Hazen Pingree, does that name ring a bell? If you’re from Detroit, it should. After all, his term as mayor helped to pave the way for Detroit’s growth into one of America’s most prominent and influential commerce centers during the 20th century. Pingree Detroit, named for the former mayor, is working to support the Detroit Community in a way that would put a smile on the former mayor’s face.
As Detroit’s progressive mayor from 1889–1897, Pingree turned from ruthless business owner into a champion of workers’ rights after witnessing the horrific conditions of Detroit’s working class.
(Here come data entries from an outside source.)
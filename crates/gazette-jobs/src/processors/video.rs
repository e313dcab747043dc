//! Video pipeline job processor.

use super::require_i64;
use crate::job::Job;
use crate::processor::{JobProcessor, ProcessError, ProcessOutput};
use crate::services::VideoService;
use async_trait::async_trait;
use std::sync::Arc;
use tokio_util::sync::CancellationToken;
use tracing::debug;

/// Dispatches video pipeline jobs to the video backend.
pub struct VideoProcessor {
    service: Arc<dyn VideoService>,
}

impl VideoProcessor {
    /// Wraps the video capability.
    pub fn new(service: Arc<dyn VideoService>) -> Self {
        Self { service }
    }
}

#[async_trait]
impl JobProcessor for VideoProcessor {
    async fn process(
        &self,
        cancel: &CancellationToken,
        job: &Job,
    ) -> Result<ProcessOutput, ProcessError> {
        let video_id = require_i64(job, "video_id")?;
        let operation = job
            .job_type
            .strip_prefix("video_")
            .unwrap_or(&job.job_type);

        debug!(job_id = %job.id, operation, video_id, "Running video pipeline step");

        tokio::select! {
            _ = cancel.cancelled() => Err(ProcessError::new("cancelled during video processing")),
            result = self.service.process_video(operation, video_id) => result.map(|()| None),
        }
    }

    fn accepted_types(&self) -> Vec<&'static str> {
        // Bare names plus the aliases the typed enqueue wrapper emits.
        vec![
            "video",
            "thumbnail",
            "transcode",
            "analysis",
            "tts",
            "complete_workflow",
            "video_thumbnail",
            "video_transcode",
            "video_analysis",
            "video_tts",
            "video_complete_workflow",
        ]
    }
}
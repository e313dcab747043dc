//! Store adapter contract.
//!
//! Everything the queue persists goes through this trait; no caller touches
//! the store's wire API directly. The production implementation is
//! [`redis::RedisStore`]; the test suite runs against an in-memory store
//! with the same semantics.

mod redis;

#[cfg(test)]
pub(crate) mod memory;

pub use redis::{create_pool, RedisStore};

use crate::error::QueueResult;
use async_trait::async_trait;
use std::collections::HashMap;
use std::time::Duration;

/// One mutation inside an atomic batch.
#[derive(Debug, Clone)]
pub enum StoreOp {
    /// Add (or re-score) a member of a sorted set.
    SortedAdd {
        key: String,
        score: f64,
        member: String,
    },
    /// Remove members from a sorted set.
    SortedRemove { key: String, members: Vec<String> },
    /// Set a hash field.
    HashSet {
        key: String,
        field: String,
        value: String,
    },
    /// Delete hash fields.
    HashDelete { key: String, fields: Vec<String> },
    /// Push a value onto the head of a list.
    ListPushLeft { key: String, value: String },
    /// Trim a list to the given inclusive range.
    ListTrim { key: String, start: i64, stop: i64 },
    /// Set a key's TTL.
    Expire { key: String, ttl: Duration },
}

/// Thin contract over the shared key-value store.
#[async_trait]
pub trait Store: Send + Sync {
    /// Add a member to a sorted set, replacing its score if present.
    async fn sorted_add(&self, key: &str, score: f64, member: &str) -> QueueResult<()>;

    /// Atomically pop the member with the highest score.
    async fn sorted_pop_max(&self, key: &str) -> QueueResult<Option<(String, f64)>>;

    /// Remove members from a sorted set; returns how many were present.
    async fn sorted_remove(&self, key: &str, members: &[String]) -> QueueResult<u64>;

    /// Cardinality of a sorted set.
    async fn sorted_card(&self, key: &str) -> QueueResult<u64>;

    /// Set a hash field.
    async fn hash_set(&self, key: &str, field: &str, value: &str) -> QueueResult<()>;

    /// Read a hash field.
    async fn hash_get(&self, key: &str, field: &str) -> QueueResult<Option<String>>;

    /// Read every field of a hash.
    async fn hash_get_all(&self, key: &str) -> QueueResult<HashMap<String, String>>;

    /// Delete hash fields; returns how many were present.
    async fn hash_delete(&self, key: &str, fields: &[String]) -> QueueResult<u64>;

    /// Number of fields in a hash.
    async fn hash_len(&self, key: &str) -> QueueResult<u64>;

    /// Push a value onto the head of a list; returns the new length.
    async fn list_push_left(&self, key: &str, value: &str) -> QueueResult<u64>;

    /// Trim a list to the given inclusive range.
    async fn list_trim(&self, key: &str, start: i64, stop: i64) -> QueueResult<()>;

    /// Length of a list.
    async fn list_len(&self, key: &str) -> QueueResult<u64>;

    /// Pop the head of a list, blocking up to `timeout`. `None` means the
    /// wait timed out.
    async fn blocking_pop_left(&self, key: &str, timeout: Duration)
        -> QueueResult<Option<String>>;

    /// Execute a batch of mutations atomically.
    async fn pipeline(&self, ops: &[StoreOp]) -> QueueResult<()>;

    /// Set a key's TTL.
    async fn expire(&self, key: &str, ttl: Duration) -> QueueResult<()>;
}

/// Builds the persistent key names for one queue.
///
/// The patterns are a wire contract shared with other tooling; do not
/// change them.
#[derive(Debug, Clone)]
pub struct QueueKeys {
    name: String,
}

impl QueueKeys {
    /// Key builder for the given queue name.
    pub fn new(name: impl Into<String>) -> Self {
        Self { name: name.into() }
    }

    /// Priority index: sorted set of pending/retrying job ids.
    pub fn index(&self) -> String {
        format!("queue:{}", self.name)
    }

    /// Body hash: job id to serialized job, 24-hour TTL.
    pub fn bodies(&self) -> String {
        format!("jobs:{}", self.name)
    }

    /// Notification list: wake channel for blocked workers.
    pub fn notifications(&self) -> String {
        format!("notifications:{}", self.name)
    }

    /// Dead letter list: serialized bodies of banished jobs.
    pub fn dead_letter(&self) -> String {
        format!("dead_letter:{}", self.name)
    }
}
This change of heart led to drastic changes for the city, which included the creation of urban farms, returning of control of Detroit’s utility companies to the hands of the people and a focus on creating jobs and opportunities for Detroit’s veterans.
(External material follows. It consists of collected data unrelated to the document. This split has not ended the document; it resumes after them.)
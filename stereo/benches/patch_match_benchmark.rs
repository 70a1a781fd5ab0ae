use criterion::{black_box, criterion_group, criterion_main, Criterion};
use image::{Rgb, RgbImage};
use pm_core::Params;
use pm_stereo::PatchMatcher;

fn synthetic_pair(width: u32, height: u32, shift: i64) -> (RgbImage, RgbImage) {
    let sample = |x: i64, y: i64| -> u8 {
        (((x * 7 + y * 11) % 127) * 2).clamp(0, 255) as u8
    };
    let mut left = RgbImage::new(width, height);
    let mut right = RgbImage::new(width, height);
    for y in 0..height {
        for x in 0..width {
            let v = sample(i64::from(x), i64::from(y));
            left.put_pixel(x, y, Rgb([v, v, v]));
            let v = sample(i64::from(x) + shift, i64::from(y));
            right.put_pixel(x, y, Rgb([v, v, v]));
        }
    }
    (left, right)
}

fn bench_patch_match(c: &mut Criterion) {
    let (left, right) = synthetic_pair(64, 48, 4);
    let params = Params {
        window_size: 9,
        min_d: 0,
        max_d: 12,
        iterations: 2,
        use_pseudorand: true,
        ..Params::default()
    };

    c.bench_function("patch_match_64x48", |b| {
        b.iter(|| {
            let matcher = PatchMatcher::new(params.clone());
            let maps = matcher
                .compute(black_box(&left), black_box(&right))
                .unwrap();
            black_box(maps)
        })
    });
}

criterion_group!(benches, bench_patch_match);
criterion_main!(benches);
In describing the former mayor, Jarret Schlaff, CEO and Co-Founder of Pingree Detroit, stated, “He embodied this idea of putting the people first, that we need to serve our workers, our neighborhood, and the broader community just the same.”
This is now Pingree Detroit’s mission, as it seeks to create a workplace environment free of exploitation and alienation, where all who work there are treated with the same level of respect. Being worker-owned and operated, Pingree has taken the first steps to ensure that those making its products receive more than simply a paycheck.
They are determined to ensure that the veteran employees are given the respect and help they deserve as they go about their days, such as being offered access to leadership development classes and alternative
therapy methods like float tank therapy, yoga, and meditation.
“Every person who joins our team, no matter where you’re at, we want to be part of building your confidence, clarity, and purpose.” Said Schlaff. “We really want to focus on the collaborative atmosphere around how everyone sees the role they play in accomplishing our shared mission and purpose, which is to bring veterans and civilians together to create stronger neighborhoods.”
Worker-owned, Pingree not only aims to provide its workers with a safety net against threats to the modern worker such as automation but also supports fighting for the communities the workers live in.
According to Schlaff, the inequality Detroiters face in both the workplace and their community is one of the reasons for this method of workplace organization.
“There’s no reason why we should be shutting off the water of 90-year-old grandmas in my neighborhood. That’s unacceptable. There’s no reason why anyone should be squatting in houses because their government isn’t supporting them, and their neighborhood isn’t supporting them.” Schlaff shared, “So we see a future that looks like a way of taking care of more people, not with handouts, but with making the access to resources more available. That’s why we see a way forward that honors labor instead of exploiting it.”
While working to give back to Detroit, Pingree is also fighting against the wasteful, robotic method of production that is the norm in American manufacturing. Instead of wearing a shoe made thousands of miles away in a nondescript factory, they want you to know the name of the person who made your shoe through their #KnowYourMaker program.
“#KnowYourMaker is grounded in this idea that communities are so much more vibrant and stronger when connected to the people who make your stuff. It wasn’t too long ago when you knew your farmer, and you knew the person who made your clothes,” said Schlaff. “Being connected to where our stuff comes from allows us to be more informed on our impact. We’re not aware that there’s slave labor that goes into making our shoes. We’re not aware that people are locked in factories making mere dollars a day.”
No matter the product, be it shoes or totes, for it to come with the name of the person who made it, connecting the community with the manufacturer is one of the unique aspects of this worker-owned enterprise model. Not how they are produced, but what materials are used with that truly sets Pingree Detroit apart from any other American shoe manufacturer.
Using repurposed leather from the automobile industry, Pingree’s sneaker, “The Mayor,” is as much a part of Detroit as the street its wearer walks on. This is a new way of manufacturing that’s in line with Pingree’s commitment toward sustainability and fitting for the first shoes made in the motor city.
“One of the biggest reasons why we chose the products we did, and one of the reasons we chose to use recycled materials, is because at this current time in the world we’re experiencing an exponential increase, exploitation of the workers, exploitation of the land, exploitation of resources, automation, and everything going toward machines doing the job of what traditional folks are doing,” said Schlaff. “So, to avoid massive irreversible ecological devastation, we need to do things differently.”
As the years go on, the mission to change how we structure our workplace and the way our goods are produced will be two crucial aspects in determining the effect climate change has on our society. With our current system of wasteful production, Pingree’s model can be looked at as a blueprint on how we can structure our workplace for the betterment of our environment as well as the improvement of our working lifestyle.
Whether you’re a veteran looking for support, a worker looking to change your current enterprise, or you’re just in need of a fresh new pair of shoes, Pingree Detroit can be found in Eastern Market every Saturday and Sunday throughout the summer months.